We’re looking forward to introducing you to Elizabeth McIrvin. Check out our conversation below.

Elizabeth, we’re thrilled to have you with us today. Before we jump into your intro and the heart of the interview, let’s start with a bit of an ice breaker: What are you being called to do now, that you may have been afraid of before?
For a long time, I never wanted to merge my two identities: Massage Therapist and Artist. The reasons might be fairly obvious.

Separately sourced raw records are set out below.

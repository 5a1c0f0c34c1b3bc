//! Shared helpers for command handlers.

use std::io::IsTerminal;
use std::sync::Arc;

use wlanstore_core::{Command, NetworkId, NetworkProfile, ProfileService};

use crate::error::CliError;

/// Open the load gate. Every handler that reads or writes profiles calls
/// this first.
pub async fn load(service: &ProfileService) -> Result<(), CliError> {
    service.execute(Command::LoadFromStore).await?;
    Ok(())
}

/// Find a profile in the published (masked) snapshot.
pub fn resolve_network(
    service: &ProfileService,
    id: NetworkId,
) -> Result<Arc<NetworkProfile>, CliError> {
    service
        .profiles_snapshot()
        .iter()
        .find(|p| p.network_id == id)
        .cloned()
        .ok_or_else(|| not_found(id))
}

pub fn not_found(id: NetworkId) -> CliError {
    CliError::NotFound {
        resource_type: "network".into(),
        identifier: id.to_string(),
        list_command: "networks list".into(),
    }
}

/// Prompt for confirmation, auto-approving if `--yes` was passed.
pub fn confirm(message: &str, action: &str, yes_flag: bool) -> Result<bool, CliError> {
    if yes_flag {
        return Ok(true);
    }
    if !std::io::stdin().is_terminal() {
        return Err(CliError::NonInteractiveRequiresYes {
            action: action.into(),
        });
    }
    dialoguer::Confirm::new()
        .with_prompt(message)
        .default(false)
        .interact()
        .map_err(|e| CliError::Io(std::io::Error::other(e)))
}

/// Read a secret from the terminal without echo.
pub fn prompt_secret(prompt: &str, field: &str) -> Result<String, CliError> {
    if !std::io::stdin().is_terminal() {
        return Err(CliError::Validation {
            field: field.into(),
            reason: "required (pass it as a flag when stdin is not a terminal)".into(),
        });
    }
    dialoguer::Password::new()
        .with_prompt(prompt)
        .interact()
        .map_err(|e| CliError::Io(std::io::Error::other(e)))
}
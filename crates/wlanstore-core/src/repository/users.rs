// ── Store lifecycle and user partitions ──
//
// The shared partition is readable at boot. A user's private partition can
// only be read once that user is unlocked, so reads of it may be deferred
// until `handle_user_unlock`.

use tracing::{debug, info, warn};

use super::ConfigurationRepository;
use crate::error::CoreError;
use crate::external::StoreData;
use crate::model::{NetworkId, NetworkProfile, NetworkStatus, UserId};

impl ConfigurationRepository {
    /// First read of the persisted state. Opens the load gate on success.
    pub fn load_from_store(&mut self) -> Result<(), CoreError> {
        let user = self.current_user;
        if self.deferred_unlock_read || self.permissions.is_user_unlocked(user) {
            self.store.set_user_stores(user);
            self.user_store_loaded = true;
        }
        if !self.store.are_stores_present() {
            info!("no profile stores present, starting empty");
        }
        let data = self.store.read()?;

        self.profiles.clear();
        self.scan_caches.clear();
        self.last_selected = None;
        self.randomizer.load(data.randomized_macs);
        for mut profile in data.shared {
            profile.shared = true;
            self.hydrate(profile);
        }
        if self.user_store_loaded {
            for mut profile in data.user {
                profile.shared = false;
                self.hydrate(profile);
            }
        }
        self.deleted_ephemeral = data.deleted_ephemeral_ssids;
        self.clear_sim_identities();

        self.loaded = true;
        self.deferred_unlock_read = false;
        info!(
            user = user.get(),
            profiles = self.profiles.len(),
            user_store_loaded = self.user_store_loaded,
            "profile store loaded"
        );
        Ok(())
    }

    /// Write both partitions now.
    pub fn save_to_store(&mut self, buffered: bool) -> Result<(), CoreError> {
        if !self.loaded {
            return Err(CoreError::StoreNotLoaded);
        }
        self.write_store(buffered)
    }

    pub(super) fn write_store(&mut self, buffered: bool) -> Result<(), CoreError> {
        let mut data = StoreData {
            deleted_ephemeral_ssids: self.deleted_ephemeral.clone(),
            randomized_macs: self.randomizer.durable_map().clone(),
            ..StoreData::default()
        };
        for profile in self.profiles.values().filter(|p| is_persisted(p)) {
            if !profile.shared && profile.creator_uid.user_id() == self.current_user {
                data.user.push(profile.clone());
            } else {
                data.shared.push(profile.clone());
            }
        }
        self.store.write(data, buffered)
    }

    /// Insert a profile read from a store under a fresh id. Duplicate config
    /// keys are dropped.
    fn hydrate(&mut self, mut profile: NetworkProfile) -> Option<NetworkId> {
        let key = profile.config_key();
        if self.profile_by_config_key(&key).is_some() {
            warn!(config_key = %key, "duplicate profile in store, skipped");
            return None;
        }
        profile.network_id = self.allocate_network_id();
        if profile.status == NetworkStatus::Current {
            profile.status = NetworkStatus::Enabled;
        }
        if profile.randomized_mac.is_placeholder() {
            profile.randomized_mac = self.randomizer.assign(&key);
        }
        let id = profile.network_id;
        self.profiles.insert(id, profile);
        Some(id)
    }

    // ── User lifecycle ───────────────────────────────────────────────

    /// Make `user` the foreground user. Returns the ids of profiles that
    /// are no longer visible.
    pub fn handle_user_switch(&mut self, user: UserId) -> Vec<NetworkId> {
        if user == self.current_user {
            return Vec::new();
        }
        if !self.loaded {
            debug!(user = user.get(), "user switch before load, deferred");
            self.current_user = user;
            return Vec::new();
        }

        // A locked outgoing user has no writable partition
        if self.permissions.is_user_unlocked(self.current_user) {
            self.persist(true);
        }
        let removed = self.drop_private_profiles(|owner| owner != user);
        self.deleted_ephemeral.clear();
        self.current_user = user;
        self.user_store_loaded = false;

        if self.permissions.is_user_unlocked(user) {
            if let Err(e) = self.switch_and_read(user) {
                warn!(user = user.get(), error = %e, "failed to read user store after switch");
            }
        } else {
            debug!(user = user.get(), "user locked, store read deferred to unlock");
        }
        info!(user = user.get(), removed = removed.len(), "user switched");
        removed
    }

    pub fn handle_user_unlock(&mut self, user: UserId) {
        if !self.loaded {
            if user == self.current_user {
                self.deferred_unlock_read = true;
            }
            return;
        }
        if user != self.current_user || self.user_store_loaded {
            return;
        }
        match self.switch_and_read(user) {
            Ok(()) => {
                info!(user = user.get(), "user store loaded after unlock");
                self.persist(true);
            }
            Err(e) => warn!(user = user.get(), error = %e, "failed to read user store after unlock"),
        }
    }

    /// Save and forget the foreground user's private profiles. Returns
    /// their ids.
    pub fn handle_user_stop(&mut self, user: UserId) -> Vec<NetworkId> {
        if user != self.current_user || !self.loaded {
            return Vec::new();
        }
        self.persist(true);
        let removed = self.drop_private_profiles(|owner| owner == user);
        self.user_store_loaded = false;
        info!(user = user.get(), removed = removed.len(), "user stopped");
        removed
    }

    fn switch_and_read(&mut self, user: UserId) -> Result<(), CoreError> {
        let data = self.store.switch_user_stores_and_read(user)?;

        let legacy: Vec<NetworkId> = self
            .profiles
            .values()
            .filter(|p| p.legacy_passpoint && p.creator_uid.user_id() == user)
            .map(|p| p.network_id)
            .collect();
        for id in legacy {
            self.forget(id);
        }

        for mut profile in data.profiles {
            profile.shared = false;
            self.hydrate(profile);
        }
        self.deleted_ephemeral.extend(data.deleted_ephemeral_ssids);
        self.user_store_loaded = true;
        self.clear_sim_identities();
        Ok(())
    }

    /// Drop private profiles whose owning user satisfies `pred`, without
    /// change events.
    fn drop_private_profiles(&mut self, pred: impl Fn(UserId) -> bool) -> Vec<NetworkId> {
        let ids: Vec<NetworkId> = self
            .profiles
            .values()
            .filter(|p| !p.shared && pred(p.creator_uid.user_id()))
            .map(|p| p.network_id)
            .collect();
        for id in &ids {
            self.forget(*id);
        }
        ids
    }

    fn forget(&mut self, id: NetworkId) {
        self.profiles.shift_remove(&id);
        self.scan_caches.remove(&id);
        if self.last_selected_network_id() == id {
            self.last_selected = None;
        }
    }

    // ── SIM credentials ──────────────────────────────────────────────

    /// Drop cached SIM identities after a SIM change and write the result.
    pub fn reset_sim_networks(&mut self) {
        if self.clear_sim_identities() {
            self.persist(true);
        }
    }

    fn clear_sim_identities(&mut self) -> bool {
        let mut changed = false;
        for profile in self.profiles.values_mut() {
            let Some(enterprise) = profile.enterprise.as_ref() else {
                continue;
            };
            if enterprise.is_sim_based() {
                if let Some(enterprise) = profile.enterprise.as_mut() {
                    enterprise.identity.clear();
                    enterprise.anonymous_identity.clear();
                    changed = true;
                }
            } else if enterprise.is_peap_wrapped_sim() {
                let Some(identity) = self.sim_identity.sim_identity(profile) else {
                    continue;
                };
                if let Some(enterprise) = profile.enterprise.as_mut() {
                    enterprise.identity = identity;
                    changed = true;
                }
            }
        }
        if changed {
            debug!("SIM identities reset");
        }
        changed
    }
}

/// Profiles the store keeps: user-saved ones and legacy passpoint entries.
fn is_persisted(profile: &NetworkProfile) -> bool {
    profile.is_saved() || profile.legacy_passpoint
}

When I started performing stand-up comedy at open mics and doing improv in small black box theaters, do you think I was revealing to a bunch of raunchy, perpetually single, incel-type men saturating the comedy scene that I did massage? Heck no. The very few times I did, it went exactly as I suspected. “Do you give happy endings?” Don’t even get me started on that being one of the laziest, unfunniest jokes of all time. I just wasn’t bulletproof enough to take the taunting, which as a comedian, I should have been able to handle; or at least tell myself that these were uneducated fools who didn’t make anyone laugh as hard as they thought they did. I should have carried myself with more confidence in who I was, because looking back, I don’t care what they thought of me at all. I just regret not being myself more.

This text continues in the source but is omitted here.